Grunt tackles the science behind some of a soldier's most challenging adversaries—panic, exhaustion, heat, noise—and introduces us to the scientists who seek to conquer them. Mary Roach dodges hostile fire with the U.S. Marine Corps Paintball Team as part of a study on hearing loss and survivability in combat. She visits the fashion design studio of U.S. Army Natick Labs and learns why a zipper is a problem for a sniper. She visits a repurposed movie studio where amputee actors help prepare Marine Corps medics for the shock and gore of combat wounds.
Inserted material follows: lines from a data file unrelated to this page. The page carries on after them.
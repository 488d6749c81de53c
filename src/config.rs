// Client configuration.
// Logging is on by default in debug builds and reduced to warnings in release.

use std::collections::BTreeSet;
use std::path::Path;

use serde::{Deserialize, Serialize};

use crate::error::ConfigError;
use crate::peer::call::CallTimings;
use crate::peer::types::ServerConfig;

#[cfg(debug_assertions)]
pub const LOGGING_ENABLED: bool = true;

#[cfg(not(debug_assertions))]
pub const LOGGING_ENABLED: bool = false;

/// Interests the matching server knows about
pub const INTERESTS: [&str; 8] = [
    "Music",
    "Movies",
    "Sports",
    "Gaming",
    "Travel",
    "Food",
    "Technology",
    "Art",
];

#[derive(Serialize, Deserialize, Debug, Clone, PartialEq, Eq)]
#[serde(default)]
pub struct LoggingConfig {
    pub enabled: bool,
    pub filter: String,
}

impl Default for LoggingConfig {
    fn default() -> Self {
        Self {
            enabled: true,
            filter: "info".into(),
        }
    }
}

#[derive(Serialize, Deserialize, Debug, Clone, PartialEq, Eq)]
#[serde(default)]
pub struct ClientConfig {
    pub server_url: String,
    pub ice_servers: Vec<ServerConfig>,
    pub interests: BTreeSet<String>,
    pub ring_timeout_secs: Option<u64>,
    pub grace_period_secs: u64,
    pub logging: LoggingConfig,
}

impl Default for ClientConfig {
    fn default() -> Self {
        Self {
            server_url: "ws://127.0.0.1:4000".into(),
            ice_servers: default_ice_servers(),
            interests: BTreeSet::new(),
            ring_timeout_secs: None,
            grace_period_secs: 10,
            logging: LoggingConfig::default(),
        }
    }
}

pub fn default_ice_servers() -> Vec<ServerConfig> {
    vec![
        ServerConfig {
            id: "default-stun".into(),
            r#type: "stun".into(),
            url: "stun:stun.l.google.com:19302".into(),
            username: None,
            credential: None,
        },
        ServerConfig {
            id: "default-stun-1".into(),
            r#type: "stun".into(),
            url: "stun:stun1.l.google.com:19302".into(),
            username: None,
            credential: None,
        },
    ]
}

impl ClientConfig {
    /// Reads a JSON config file; missing fields take their defaults.
    pub fn load(path: &Path) -> Result<Self, ConfigError> {
        let raw = std::fs::read_to_string(path)?;
        let config: ClientConfig = serde_json::from_str(&raw)?;
        config.validate()?;
        Ok(config)
    }

    pub fn validate(&self) -> Result<(), ConfigError> {
        for server in &self.ice_servers {
            if server.url.is_empty() {
                return Err(ConfigError::InvalidIceServer {
                    id: server.id.clone(),
                    reason: "url cannot be empty",
                });
            }
            if server.r#type == "turn" && (server.username.is_none() || server.credential.is_none())
            {
                return Err(ConfigError::InvalidIceServer {
                    id: server.id.clone(),
                    reason: "TURN servers require username and credential",
                });
            }
        }
        Ok(())
    }

    pub fn call_timings(&self) -> CallTimings {
        CallTimings {
            ring_timeout_secs: self.ring_timeout_secs,
            grace_period_secs: self.grace_period_secs,
        }
    }
}
use std::collections::BTreeSet;

use serde::{Deserialize, Serialize};

use crate::error::SignalingError;
use crate::peer::types::{CallId, IceCandidate, SdpPayload};

#[derive(Serialize, Deserialize, Debug, Clone, PartialEq, Eq)]
#[serde(rename_all = "camelCase")]
pub struct CallRef {
    pub call_id: CallId,
}

impl From<CallId> for CallRef {
    fn from(call_id: CallId) -> Self {
        Self { call_id }
    }
}

/// Events the matching server pushes to us.
///
/// Frames look like `{"event": "chat-start", "data": "<partner>"}`; unit
/// events carry no `data`. `call-rejected` and `call-ended` may come with or
/// without the call they refer to.
#[derive(Serialize, Deserialize, Debug, Clone, PartialEq)]
#[serde(tag = "event", content = "data", rename_all = "kebab-case")]
pub enum InboundEvent {
    Waiting,
    ChatStart(String),
    ReceiveMessage(String),
    PartnerDisconnected,
    OnlineCount(u64),
    CallIncoming(CallRef),
    CallConnected(CallRef),
    CallRejected(Option<CallRef>),
    CallEnded(Option<CallRef>),
    Offer(SdpPayload),
    Answer(SdpPayload),
    IceCandidate(IceCandidate),
}

impl InboundEvent {
    pub fn name(&self) -> &'static str {
        match self {
            InboundEvent::Waiting => "waiting",
            InboundEvent::ChatStart(_) => "chat-start",
            InboundEvent::ReceiveMessage(_) => "receive-message",
            InboundEvent::PartnerDisconnected => "partner-disconnected",
            InboundEvent::OnlineCount(_) => "online-count",
            InboundEvent::CallIncoming(_) => "call-incoming",
            InboundEvent::CallConnected(_) => "call-connected",
            InboundEvent::CallRejected(_) => "call-rejected",
            InboundEvent::CallEnded(_) => "call-ended",
            InboundEvent::Offer(_) => "offer",
            InboundEvent::Answer(_) => "answer",
            InboundEvent::IceCandidate(_) => "ice-candidate",
        }
    }
}

/// Events we push to the matching server
#[derive(Serialize, Deserialize, Debug, Clone, PartialEq)]
#[serde(tag = "event", content = "data", rename_all = "kebab-case")]
pub enum OutboundEvent {
    SetInterests(BTreeSet<String>),
    SendMessage(String),
    DisconnectPartner,
    CallRequest(CallRef),
    CallAccepted(CallRef),
    CallRejected(CallRef),
    CallEnded(CallRef),
    Offer(SdpPayload),
    Answer(SdpPayload),
    IceCandidate(IceCandidate),
}

pub fn encode(event: &OutboundEvent) -> Result<String, SignalingError> {
    Ok(serde_json::to_string(event)?)
}

pub fn decode(frame: &str) -> Result<InboundEvent, serde_json::Error> {
    serde_json::from_str(frame)
}

#[cfg(test)]
mod tests {
    use super::*;

    #[test]
    fn unit_events_parse_without_data() {
        assert_eq!(decode(r#"{"event":"waiting"}"#).unwrap(), InboundEvent::Waiting);
        assert_eq!(
            decode(r#"{"event":"partner-disconnected"}"#).unwrap(),
            InboundEvent::PartnerDisconnected
        );
        assert_eq!(decode(r#"{"event":"call-ended"}"#).unwrap(), InboundEvent::CallEnded(None));
    }

    #[test]
    fn unknown_event_is_an_error() {
        assert!(decode(r#"{"event":"typing"}"#).is_err());
        assert!(decode("not json").is_err());
    }

    #[test]
    fn names_match_wire_tags() {
        let ev = InboundEvent::OnlineCount(3);
        let json = serde_json::to_value(&ev).unwrap();
        assert_eq!(json["event"], ev.name());
    }
}
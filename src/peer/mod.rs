pub mod call;
pub mod connection;
pub mod ice;
pub mod link;
pub mod media;
pub mod state;
pub mod types;

pub use call::{CallEngine, CallTimings, EngineChannels, EngineReceivers, SetupOutcome};
pub use connection::RtcLinkFactory;
pub use link::{LinkEvent, LinkEventKind, LinkState, PeerLink, PeerLinkFactory};
pub use media::{LocalStream, MediaCapability, RemoteStream, TrackMedia};
pub use state::{CallPhase, CallRole, CallSession};
pub use types::{CallId, IceCandidate, SdpKind, SdpPayload, ServerConfig, SessionDescription};
use std::collections::BTreeSet;
use std::sync::Arc;

use tracing::{debug, error, info, warn};

use crate::error::CallError;
use crate::events::{ClientEvent, Emitter, EndReason};
use crate::peer::call::{CallEngine, SetupOutcome};
use crate::peer::link::LinkEvent;
use crate::peer::state::CallSession;
use crate::signaling::{InboundEvent, OutboundEvent, SignalingSink};

#[derive(Debug, Clone, Copy, PartialEq, Eq)]
pub enum PairingStatus {
    Idle,
    Waiting,
    FindingMatch,
    Chatting,
}

#[derive(Debug, Clone, Copy, PartialEq, Eq)]
pub enum MessageOrigin {
    Local,
    Remote,
}

#[derive(Debug, Clone, PartialEq, Eq)]
pub struct ChatMessage {
    pub text: String,
    pub origin: MessageOrigin,
}

/// The call lives inside the Chatting state, so it cannot outlive the pairing.
#[derive(Debug)]
enum PairingState {
    Idle,
    Waiting,
    FindingMatch,
    Chatting { partner_id: String, call: CallSession },
}

impl PairingState {
    fn status(&self) -> PairingStatus {
        match self {
            PairingState::Idle => PairingStatus::Idle,
            PairingState::Waiting => PairingStatus::Waiting,
            PairingState::FindingMatch => PairingStatus::FindingMatch,
            PairingState::Chatting { .. } => PairingStatus::Chatting,
        }
    }
}

#[derive(Debug)]
pub struct PairingSession {
    state: PairingState,
    messages: Vec<ChatMessage>,
    interests: BTreeSet<String>,
}

impl Default for PairingSession {
    fn default() -> Self {
        Self::new()
    }
}

impl PairingSession {
    pub fn new() -> Self {
        Self {
            state: PairingState::Idle,
            messages: Vec::new(),
            interests: BTreeSet::new(),
        }
    }

    pub fn status(&self) -> PairingStatus {
        self.state.status()
    }

    pub fn partner_id(&self) -> Option<&str> {
        match &self.state {
            PairingState::Chatting { partner_id, .. } => Some(partner_id),
            _ => None,
        }
    }

    pub fn messages(&self) -> &[ChatMessage] {
        &self.messages
    }

    pub fn call(&self) -> Option<&CallSession> {
        match &self.state {
            PairingState::Chatting { call, .. } => Some(call),
            _ => None,
        }
    }

    fn call_mut(&mut self) -> Result<&mut CallSession, CallError> {
        match &mut self.state {
            PairingState::Chatting { call, .. } => Ok(call),
            _ => Err(CallError::NotChatting),
        }
    }

    /// Interest set of the last match request
    pub fn interests(&self) -> &BTreeSet<String> {
        &self.interests
    }
}

/// Owns the pairing state and routes everything that touches it.
///
/// Call operations are delegated to the [`CallEngine`] with the call that is
/// nested in the current pairing.
pub struct PairingController {
    session: PairingSession,
    engine: CallEngine,
    signaling: Arc<dyn SignalingSink>,
    emitter: Emitter,
}

impl PairingController {
    pub fn new(engine: CallEngine, signaling: Arc<dyn SignalingSink>, emitter: Emitter) -> Self {
        Self {
            session: PairingSession::new(),
            engine,
            signaling,
            emitter,
        }
    }

    pub fn session(&self) -> &PairingSession {
        &self.session
    }

    pub fn status(&self) -> PairingStatus {
        self.session.status()
    }

    /// Replaces the pairing state. Any nested call must already be torn down.
    fn transition(&mut self, next: PairingState) {
        let before = self.session.state.status();
        self.session.state = next;
        self.session.messages.clear();

        let after = self.session.state.status();
        if before != after {
            debug!(?before, ?after, "pairing state changed");
            self.emitter.emit(ClientEvent::StatusChanged(after));
        }
    }

    async fn end_nested_call(&mut self, reason: EndReason) {
        if let PairingState::Chatting { call, .. } = &mut self.session.state {
            self.engine.end_call(call, reason).await;
        }
    }

    // ---------- pairing ----------

    /// Announces `interests` and starts looking for a partner.
    ///
    /// Ignored while chatting or already matching.
    pub fn request_match(&mut self, interests: BTreeSet<String>) -> Result<(), CallError> {
        match self.session.state {
            PairingState::Chatting { .. } | PairingState::FindingMatch => {
                debug!(status = ?self.status(), "match request ignored");
                return Ok(());
            }
            PairingState::Idle | PairingState::Waiting => {}
        }

        info!(?interests, "looking for a partner");
        self.signaling
            .send(OutboundEvent::SetInterests(interests.clone()))?;
        self.session.interests = interests;
        self.transition(PairingState::FindingMatch);
        Ok(())
    }

    pub async fn on_waiting(&mut self) {
        self.end_nested_call(EndReason::PartnerLost).await;
        self.transition(PairingState::Waiting);
    }

    pub async fn on_matched(&mut self, partner_id: String) {
        // a new match always replaces the previous pairing
        self.end_nested_call(EndReason::PartnerLost).await;
        info!(%partner_id, "matched");
        self.transition(PairingState::Chatting {
            partner_id: partner_id.clone(),
            call: CallSession::new(),
        });
        self.emitter.emit(ClientEvent::Matched { partner_id });
    }

    pub async fn on_partner_lost(&mut self) {
        if let Some(partner_id) = self.session.partner_id() {
            info!(%partner_id, "partner left");
        }
        self.end_nested_call(EndReason::PartnerLost).await;
        self.transition(PairingState::Waiting);
    }

    /// Sends a chat line. Returns `false` when nothing was sent: the text is
    /// blank or there is no partner.
    pub fn send_text(&mut self, text: &str) -> Result<bool, CallError> {
        if !matches!(self.session.state, PairingState::Chatting { .. }) {
            debug!("text dropped, not chatting");
            return Ok(false);
        }
        let text = text.trim();
        if text.is_empty() {
            return Ok(false);
        }

        self.signaling
            .send(OutboundEvent::SendMessage(text.to_owned()))?;
        self.push_message(text.to_owned(), MessageOrigin::Local);
        Ok(true)
    }

    pub fn on_text(&mut self, text: String) {
        if !matches!(self.session.state, PairingState::Chatting { .. }) {
            warn!("message received while not chatting, dropped");
            return;
        }
        self.push_message(text, MessageOrigin::Remote);
    }

    fn push_message(&mut self, text: String, origin: MessageOrigin) {
        self.session.messages.push(ChatMessage {
            text: text.clone(),
            origin,
        });
        self.emitter.emit(ClientEvent::Message { text, origin });
    }

    /// Leaves the current partner, or stops waiting for one.
    pub async fn disconnect(&mut self) -> Result<(), CallError> {
        if matches!(self.session.state, PairingState::Idle) {
            debug!("disconnect ignored, not paired");
            return Ok(());
        }

        self.end_nested_call(EndReason::Disconnected).await;
        let sent = self.signaling.send(OutboundEvent::DisconnectPartner);
        self.transition(PairingState::Waiting);
        sent.map_err(CallError::from)
    }

    /// Leaves the current partner and asks for a new one with the same
    /// interests. The departure is queued before the new match request.
    pub async fn rematch(&mut self) -> Result<(), CallError> {
        self.disconnect().await?;
        let interests = self.session.interests.clone();
        self.request_match(interests)
    }

    pub fn on_online_count(&self, count: u64) {
        self.emitter.emit(ClientEvent::OnlineCount(count));
    }

    /// Signaling channel is gone: same as losing the partner.
    pub async fn on_channel_lost(&mut self) {
        error!("signaling channel lost");
        self.end_nested_call(EndReason::PartnerLost).await;
        if !matches!(self.session.state, PairingState::Idle) {
            self.transition(PairingState::Waiting);
        }
        self.emitter.emit(ClientEvent::ChannelLost);
    }

    // ---------- call delegation ----------

    /// Begins setting up a call; the result arrives through
    /// [`PairingController::on_setup_finished`].
    pub fn start_call(&mut self) -> Result<(), CallError> {
        let call = self.session.call_mut()?;
        self.engine.start_call(call)
    }

    pub fn accept_call(&mut self) -> Result<(), CallError> {
        let call = self.session.call_mut()?;
        self.engine.accept_call(call)
    }

    /// A background call setup completed. Results for a pairing that has
    /// already ended are released.
    pub async fn on_setup_finished(&mut self, outcome: SetupOutcome) {
        let res = match &mut self.session.state {
            PairingState::Chatting { call, .. } => {
                self.engine.on_setup_finished(call, outcome).await
            }
            _ => {
                self.engine.abandon_setup(outcome).await;
                Ok(())
            }
        };
        if let Err(e) = res {
            self.report("call setup", e);
        }
    }

    pub fn reject_call(&mut self) -> Result<(), CallError> {
        let call = self.session.call_mut()?;
        self.engine.reject_call(call)
    }

    pub async fn hang_up(&mut self) -> Result<(), CallError> {
        let call = self.session.call_mut()?;
        if call.is_vacant() {
            return Err(CallError::InvalidPhase {
                op: "hang_up",
                phase: call.phase(),
            });
        }
        self.engine.end_call(call, EndReason::Hangup).await;
        Ok(())
    }

    pub fn toggle_mute(&mut self) -> Result<bool, CallError> {
        let call = self.session.call_mut()?;
        self.engine.toggle_mute(call)
    }

    pub async fn on_link_event(&mut self, event: LinkEvent) {
        let res = match self.session.call_mut() {
            Ok(call) => self.engine.on_link_event(call, event).await,
            Err(_) => Err(CallError::ProtocolViolation(format!(
                "link event for {} with no pairing",
                event.call_id
            ))),
        };
        if let Err(e) = res {
            self.report("link event", e);
        }
    }

    /// One-second heartbeat.
    pub async fn tick(&mut self) {
        if let PairingState::Chatting { call, .. } = &mut self.session.state {
            self.engine.tick(call).await;
        }
    }

    // ---------- inbound ----------

    /// Applies one inbound signaling event.
    pub async fn on_signal(&mut self, event: InboundEvent) {
        let name = event.name();
        debug!(event = name, "signal");

        let res = match event {
            InboundEvent::Waiting => {
                self.on_waiting().await;
                Ok(())
            }
            InboundEvent::ChatStart(partner_id) => {
                self.on_matched(partner_id).await;
                Ok(())
            }
            InboundEvent::ReceiveMessage(text) => {
                self.on_text(text);
                Ok(())
            }
            InboundEvent::PartnerDisconnected => {
                self.on_partner_lost().await;
                Ok(())
            }
            InboundEvent::OnlineCount(count) => {
                self.on_online_count(count);
                Ok(())
            }
            other => self.on_call_signal(other).await,
        };

        if let Err(e) = res {
            self.report(name, e);
        }
    }

    async fn on_call_signal(&mut self, event: InboundEvent) -> Result<(), CallError> {
        let call = match &mut self.session.state {
            PairingState::Chatting { call, .. } => call,
            _ => {
                return Err(CallError::ProtocolViolation(format!(
                    "{} while not chatting",
                    event.name()
                )))
            }
        };
        let engine = &self.engine;

        match event {
            InboundEvent::CallIncoming(r) => engine.on_incoming_call(call, r),
            InboundEvent::CallConnected(r) => engine.on_call_connected(call, &r),
            InboundEvent::CallRejected(r) => engine.on_remote_rejected(call, r).await,
            InboundEvent::CallEnded(r) => engine.on_remote_ended(call, r).await,
            InboundEvent::Offer(payload) => engine.on_remote_offer(call, payload).await,
            InboundEvent::Answer(payload) => engine.on_remote_answer(call, payload).await,
            InboundEvent::IceCandidate(candidate) => {
                engine.on_remote_candidate(call, candidate).await
            }
            other => Err(CallError::ProtocolViolation(format!(
                "{} is not a call signal",
                other.name()
            ))),
        }
    }

    /// Protocol violations are only logged; other failures reach the user.
    /// Neither ends the pairing.
    pub fn report(&self, op: &str, err: CallError) {
        match err {
            CallError::ProtocolViolation(msg) => {
                warn!(op, %msg, "ignoring stray signal");
            }
            other => {
                warn!(op, error = %other, "call operation failed");
                self.emitter.emit(ClientEvent::CallFailed {
                    reason: other.to_string(),
                });
            }
        }
    }
}
use futures_util::{SinkExt, StreamExt};
use tokio::sync::mpsc;
use tokio::task::JoinHandle;
use tokio_tungstenite::{connect_async, tungstenite::Message};
use tracing::{debug, info, trace, warn};

use super::protocol::{self, InboundEvent, OutboundEvent};
use super::SignalingSink;
use crate::error::SignalingError;

/// Signaling channel over a WebSocket carrying JSON text frames.
///
/// Reconnection is left to the caller: when the socket closes the inbound
/// receiver returned by [`WsSignaling::connect`] yields `None`.
#[derive(Clone)]
pub struct WsSignaling {
    tx: mpsc::UnboundedSender<OutboundEvent>,
}

/// Open signaling connection as returned by [`WsSignaling::connect`]
pub struct WsChannel {
    pub signaling: WsSignaling,
    pub inbound: mpsc::UnboundedReceiver<InboundEvent>,
    /// Completes once every queued frame is written and the socket is
    /// closed, which happens after the last [`WsSignaling`] clone is dropped.
    pub writer: JoinHandle<()>,
}

impl WsSignaling {
    pub async fn connect(url: &str) -> Result<WsChannel, SignalingError> {
        let (ws_stream, _) = connect_async(url)
            .await
            .map_err(|e| SignalingError::Connect(e.to_string()))?;
        info!(%url, "signaling websocket connected");

        let (mut ws_write, mut ws_read) = ws_stream.split();
        let (send_tx, mut send_rx) = mpsc::unbounded_channel::<OutboundEvent>();
        let (inbound_tx, inbound_rx) = mpsc::unbounded_channel::<InboundEvent>();

        let writer = tokio::spawn(async move {
            while let Some(event) = send_rx.recv().await {
                let frame = match protocol::encode(&event) {
                    Ok(frame) => frame,
                    Err(e) => {
                        warn!(error = %e, "dropping unencodable event");
                        continue;
                    }
                };
                trace!(len = frame.len(), "ws out");
                if ws_write.send(Message::text(frame)).await.is_err() {
                    break;
                }
            }
            let _ = ws_write.close().await;
            debug!("signaling writer stopped");
        });

        tokio::spawn(async move {
            while let Some(msg) = ws_read.next().await {
                let frame = match msg {
                    Ok(Message::Text(text)) => text.as_str().to_owned(),
                    Ok(Message::Binary(data)) => match std::str::from_utf8(&data) {
                        Ok(text) => text.to_owned(),
                        Err(_) => {
                            warn!(len = data.len(), "non utf-8 binary frame skipped");
                            continue;
                        }
                    },
                    Ok(Message::Close(_)) => break,
                    Ok(_) => continue,
                    Err(e) => {
                        warn!(error = %e, "signaling websocket error");
                        break;
                    }
                };

                match protocol::decode(&frame) {
                    Ok(event) => {
                        trace!(event = event.name(), "ws in");
                        if inbound_tx.send(event).is_err() {
                            break;
                        }
                    }
                    Err(e) => warn!(error = %e, %frame, "unparseable signaling frame skipped"),
                }
            }
            debug!("signaling reader stopped");
        });

        Ok(WsChannel {
            signaling: Self { tx: send_tx },
            inbound: inbound_rx,
            writer,
        })
    }
}

impl SignalingSink for WsSignaling {
    fn send(&self, event: OutboundEvent) -> Result<(), SignalingError> {
        self.tx.send(event).map_err(|_| SignalingError::Closed)
    }
}

#[cfg(test)]
mod tests {
    use tokio::net::TcpListener;
    use tokio_tungstenite::accept_async;

    use super::*;

    #[tokio::test]
    async fn queued_frames_are_flushed_before_the_writer_finishes() {
        let listener = TcpListener::bind("127.0.0.1:0").await.unwrap();
        let addr = listener.local_addr().unwrap();
        let server = tokio::spawn(async move {
            let (tcp, _) = listener.accept().await.unwrap();
            let mut ws = accept_async(tcp).await.unwrap();
            let mut frames = Vec::new();
            while let Some(Ok(msg)) = ws.next().await {
                match msg {
                    Message::Text(text) => frames.push(text.as_str().to_owned()),
                    Message::Close(_) => break,
                    _ => {}
                }
            }
            frames
        });

        let channel = WsSignaling::connect(&format!("ws://{addr}")).await.unwrap();
        channel
            .signaling
            .send(OutboundEvent::SendMessage("bye".into()))
            .unwrap();
        channel
            .signaling
            .send(OutboundEvent::DisconnectPartner)
            .unwrap();
        drop(channel.signaling);
        channel.writer.await.unwrap();

        assert_eq!(
            server.await.unwrap(),
            vec![
                r#"{"event":"send-message","data":"bye"}"#.to_string(),
                r#"{"event":"disconnect-partner"}"#.to_string(),
            ]
        );
    }
}
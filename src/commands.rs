//! Terminal front end: one input line becomes one [`Intent`].

use std::collections::BTreeSet;

use crate::dispatch::Intent;

pub const HELP: &str = "\
/match [a,b]  look for a partner (optionally with interests)
/next         leave the partner and look for a new one
/leave        leave the partner
/call         call the partner
/accept       accept an incoming call
/reject       reject an incoming call
/hangup       end the call
/mute         toggle the microphone
/quit         exit
anything else is sent as a message";

#[derive(Debug, Clone, PartialEq, Eq)]
pub enum Command {
    Intent(Intent),
    Help,
    Unknown(String),
}

/// Parses one line of user input. Blank lines yield `None`.
pub fn parse_line(line: &str) -> Option<Command> {
    let line = line.trim();
    if line.is_empty() {
        return None;
    }
    let Some(rest) = line.strip_prefix('/') else {
        return Some(Command::Intent(Intent::SendText(line.to_owned())));
    };

    let (name, args) = match rest.split_once(char::is_whitespace) {
        Some((name, args)) => (name, args.trim()),
        None => (rest, ""),
    };
    let intent = match name {
        "match" => Intent::RequestMatch(parse_interests(args)),
        "next" => Intent::Rematch,
        "leave" => Intent::Disconnect,
        "call" => Intent::StartCall,
        "accept" => Intent::AcceptCall,
        "reject" => Intent::RejectCall,
        "hangup" => Intent::HangUp,
        "mute" => Intent::ToggleMute,
        "quit" | "exit" => Intent::Quit,
        "help" => return Some(Command::Help),
        other => return Some(Command::Unknown(other.to_owned())),
    };
    Some(Command::Intent(intent))
}

fn parse_interests(args: &str) -> Option<BTreeSet<String>> {
    if args.is_empty() {
        return None;
    }
    Some(
        args.split(',')
            .map(str::trim)
            .filter(|s| !s.is_empty())
            .map(str::to_owned)
            .collect(),
    )
}

#[cfg(test)]
mod tests {
    use super::*;

    fn intent(line: &str) -> Intent {
        match parse_line(line) {
            Some(Command::Intent(intent)) => intent,
            other => panic!("{line:?} parsed as {other:?}"),
        }
    }

    #[test]
    fn plain_lines_are_messages() {
        assert_eq!(intent("  hello there "), Intent::SendText("hello there".into()));
        assert_eq!(parse_line("   "), None);
    }

    #[test]
    fn match_takes_optional_interests() {
        assert_eq!(intent("/match"), Intent::RequestMatch(None));
        assert_eq!(
            intent("/match Music, Art,,"),
            Intent::RequestMatch(Some(["Art".to_string(), "Music".to_string()].into()))
        );
    }

    #[test]
    fn call_commands() {
        assert_eq!(intent("/call"), Intent::StartCall);
        assert_eq!(intent("/accept"), Intent::AcceptCall);
        assert_eq!(intent("/reject"), Intent::RejectCall);
        assert_eq!(intent("/hangup"), Intent::HangUp);
        assert_eq!(intent("/mute"), Intent::ToggleMute);
        assert_eq!(intent("/next"), Intent::Rematch);
        assert_eq!(intent("/leave"), Intent::Disconnect);
        assert_eq!(intent("/quit"), Intent::Quit);
    }

    #[test]
    fn unknown_commands_are_flagged() {
        assert_eq!(parse_line("/dance"), Some(Command::Unknown("dance".into())));
        assert_eq!(parse_line("/help"), Some(Command::Help));
    }
}
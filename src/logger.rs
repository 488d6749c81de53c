use tracing::debug;
use tracing_subscriber::fmt::time::ChronoLocal;
use tracing_subscriber::EnvFilter;

use crate::config::LoggingConfig;
use crate::error::ClientError;
use crate::peer::types::IceCandidate;

const TIMESTAMP_FORMAT: &str = "%Y-%m-%d %H:%M:%S%.3f";

/// Installs the global tracing subscriber.
///
/// `RUST_LOG` wins over the configured filter. With logging disabled only
/// warnings and errors get through.
pub fn init(config: &LoggingConfig) -> Result<(), ClientError> {
    let fallback = if config.enabled && crate::config::LOGGING_ENABLED {
        config.filter.as_str()
    } else {
        "warn"
    };
    let filter = EnvFilter::try_from_default_env()
        .or_else(|_| EnvFilter::try_new(fallback))
        .map_err(|e| ClientError::Logger(e.to_string()))?;

    tracing_subscriber::fmt()
        .with_env_filter(filter)
        .with_timer(ChronoLocal::new(TIMESTAMP_FORMAT.to_owned()))
        .with_target(false)
        .try_init()
        .map_err(|e| ClientError::Logger(e.to_string()))
}

/// Logs a trickled candidate as it appears
pub fn dump_candidate(label: &str, cand: &IceCandidate) {
    debug!(
        call_id = %cand.call_id,
        candidate = %cand.candidate,
        sdp_mid = ?cand.sdp_mid,
        sdp_mline_index = ?cand.sdp_mline_index,
        "trickle {label}"
    );
}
At Camp Lemmonier, Djibouti, in east Africa, we learn how diarrhea can be a threat to national security. Roach samples caffeinated meat, sniffs an archival sample of a World War II stink bomb, and stays up all night with the crew tending the missiles on the nuclear submarine USS Tennessee. She answers questions not found in any other book on the military: Why is DARPA interested in ducks? How is a wedding gown like a bomb suit? Why are shrimp more dangerous to sailors than sharks? Take a tour of duty with Roach, and you’ll never see our nation’s defenders in the same way again.